Health Features

Emergency service comes to Medan, among first in Indonesia (Feature)

By Christiane Oelrich Nov 12, 2008, 2:03 GMT

   Medan, Indonesia - Maftuh moans in pain as he writhes on the hot asphalt road and holds his injured leg. Latifah lies beside him, her face covered in blood.

   The pair had an accident in chaotic Indonesian road traffic. Their becak, a bicycle with a sidecar for carrying passengers, was rammed by a bus.

   But help is in sight: An ambulance appears within minutes. Paramedics emerge to treat the injured and transport them to hospital as bystanders applaud.

   Minutes later, Maftuh and Latifah stand sweating and laughing beside the ambulance car. It was a brilliant performance.

   The show was put on to display how, ideally, one of the first citywide emergency services in Indonesia should work.

   Indonesia did not have any such services until recently. Patients who needed to be taken to hospitals were typically loaded onto private cars, buses, lorries, even motorcycles and becaks.

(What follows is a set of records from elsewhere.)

// ==========================================
// 合金配料系统 - SQLite 库存事务存储
// ==========================================
// 事务: BEGIN IMMEDIATE 获取写锁，覆盖本事务涉及的所有原料行
// 等待: 受 busy_timeout 约束（见 db::DEFAULT_BUSY_TIMEOUT_MS）
// 红线: 未提交即释放时必须 ROLLBACK
// ==========================================

use crate::db::open_sqlite_connection;
use crate::domain::production::ProductionRecord;
use crate::repository::catalog::{InventoryStore, StockUnitOfWork};
use crate::repository::error::{RepositoryError, RepositoryResult};
use crate::repository::production_repo::insert_record_in;
use chrono::Utc;
use rusqlite::{params, Connection, OptionalExtension};
use std::collections::HashSet;
use std::sync::{Arc, Mutex, MutexGuard};

// ==========================================
// SqliteInventoryStore
// ==========================================
pub struct SqliteInventoryStore {
    conn: Arc<Mutex<Connection>>,
}

impl SqliteInventoryStore {
    /// 使用独立连接（多进程/多实例并发时由 SQLite 写锁串行化）
    pub fn new(db_path: &str) -> RepositoryResult<Self> {
        let conn = open_sqlite_connection(db_path)?;
        Ok(Self {
            conn: Arc::new(Mutex::new(conn)),
        })
    }

    /// 与其他仓储共享连接（连接互斥锁本身即串行化事务）
    pub fn from_connection(conn: Arc<Mutex<Connection>>) -> Self {
        Self { conn }
    }
}

impl InventoryStore for SqliteInventoryStore {
    fn begin(&self) -> RepositoryResult<Box<dyn StockUnitOfWork + '_>> {
        let conn = self
            .conn
            .lock()
            .map_err(|e| RepositoryError::LockError(e.to_string()))?;

        conn.execute_batch("BEGIN IMMEDIATE")?;

        Ok(Box::new(SqliteUnitOfWork {
            conn,
            locked: HashSet::new(),
            finished: false,
        }))
    }
}

// ==========================================
// SqliteUnitOfWork
// ==========================================
struct SqliteUnitOfWork<'a> {
    conn: MutexGuard<'a, Connection>,
    locked: HashSet<String>,
    finished: bool,
}

impl StockUnitOfWork for SqliteUnitOfWork<'_> {
    fn lock_and_read_stock(&mut self, material_name: &str) -> RepositoryResult<Option<f64>> {
        let stock: Option<f64> = self
            .conn
            .query_row(
                "SELECT stock_kg FROM material WHERE name = ?1",
                params![material_name],
                |row| row.get(0),
            )
            .optional()?;

        if stock.is_some() {
            self.locked.insert(material_name.to_string());
        }
        Ok(stock)
    }

    fn deduct_stock(&mut self, material_name: &str, amount_kg: f64) -> RepositoryResult<()> {
        if !self.locked.contains(material_name) {
            return Err(RepositoryError::BusinessRuleViolation(format!(
                "扣减前未加锁: {}",
                material_name
            )));
        }

        // stock_kg 上有 CHECK (stock_kg >= 0)，超扣会直接报约束错误
        let affected = self.conn.execute(
            "UPDATE material SET stock_kg = stock_kg - ?1, updated_at = ?2 WHERE name = ?3",
            params![amount_kg, Utc::now().to_rfc3339(), material_name],
        )?;
        if affected != 1 {
            return Err(RepositoryError::NotFound {
                entity: "Material".to_string(),
                id: material_name.to_string(),
            });
        }
        Ok(())
    }

    fn insert_production_record(&mut self, record: &ProductionRecord) -> RepositoryResult<()> {
        insert_record_in(&self.conn, record)
    }

    fn commit(mut self: Box<Self>) -> RepositoryResult<()> {
        match self.conn.execute_batch("COMMIT") {
            Ok(()) => {
                self.finished = true;
                Ok(())
            }
            // 提交失败时交给 Drop 回滚
            Err(e) => Err(RepositoryError::DatabaseTransactionError(e.to_string())),
        }
    }

    fn rollback(mut self: Box<Self>) -> RepositoryResult<()> {
        self.finished = true;
        self.conn.execute_batch("ROLLBACK")?;
        Ok(())
    }
}

impl Drop for SqliteUnitOfWork<'_> {
    fn drop(&mut self) {
        if !self.finished {
            if let Err(e) = self.conn.execute_batch("ROLLBACK") {
                tracing::warn!(error = %e, "库存事务回滚失败");
            }
        }
    }
}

   But this summer, the German and Hong Kong Red Cross societies helped the Indonesian Red Cross start one of the country's first regular rescue services in Medan, Indonesia's third-largest city, located on the island of Sumatra.

   The idea was born in the wake of the devastating tsunami of 2004. Red Cross societies from Australia and Norway helped with similar efforts in Aceh, the region worst hit by the disaster.

   'It used to be easier to order a pizza than to call an ambulance,' said German Red Cross representative Patrick Bolte.

   While some hospitals did have an ambulance in Medan, no unified rescue system existed, and there was no universal emergency phone number to call. Now there is one emergency number, 118, and one emergency centre that coordinates ambulances from six hospitals.

   'We have nine rescue vehicles and two motorcycles manned by paramedics,' Bolte said. Ideally, he admitted, a city with a population of 2 million like Medan should have at least 100 ambulances.

   'We are still only at the beginning,' he said.

   Mohammed Fitri Rathmadana, chief of the centre, said the number of patients being served was rising steadily: 12 injured people were transported in August, 25 in September and 59 in October.

   Of those, 59 per cent were traffic accident victims and 27 per cent had suffered heart attacks, he said.

   During the first five weeks of its operation, the centre received about 20,000 calls.

   'But 99 per cent of these were out of sheer curiosity,' Mohammed admitted. The centre now blocks the phone numbers of people after three bogus calls.

   Medan's hospitals treat about 3,000 emergencies each month, but statistics showed that most still arrive in privately organized transport.

   'People still have no confidence in a regular rescue service yet,' said Lubis Raihanah, a doctor at the Provincial Health Department.

   'They are simply not used to relying on a public service,' she said.

   Additionally, many people are afraid of the potential cost of calling a professional ambulance. Few Indonesians have health insurance that might pick up the tab.

   But the German Red Cross came up with an idea: Private firms can purchase vouchers for ambulance transportation in advance.

   If a patient is unable to pay the 198,000-rupiah (about 17-dollar) fare, they are handed one of the vouchers along with a note with greetings from the sponsors, giving the companies some advertising while they provide a community service.

   Organizers are also getting the word out on the new emergency service by advertising on thousands of becaks. Their drivers were presented with red T-shirts and new red sunroofs for their vehicles, all emblazoned with the emergency number 118.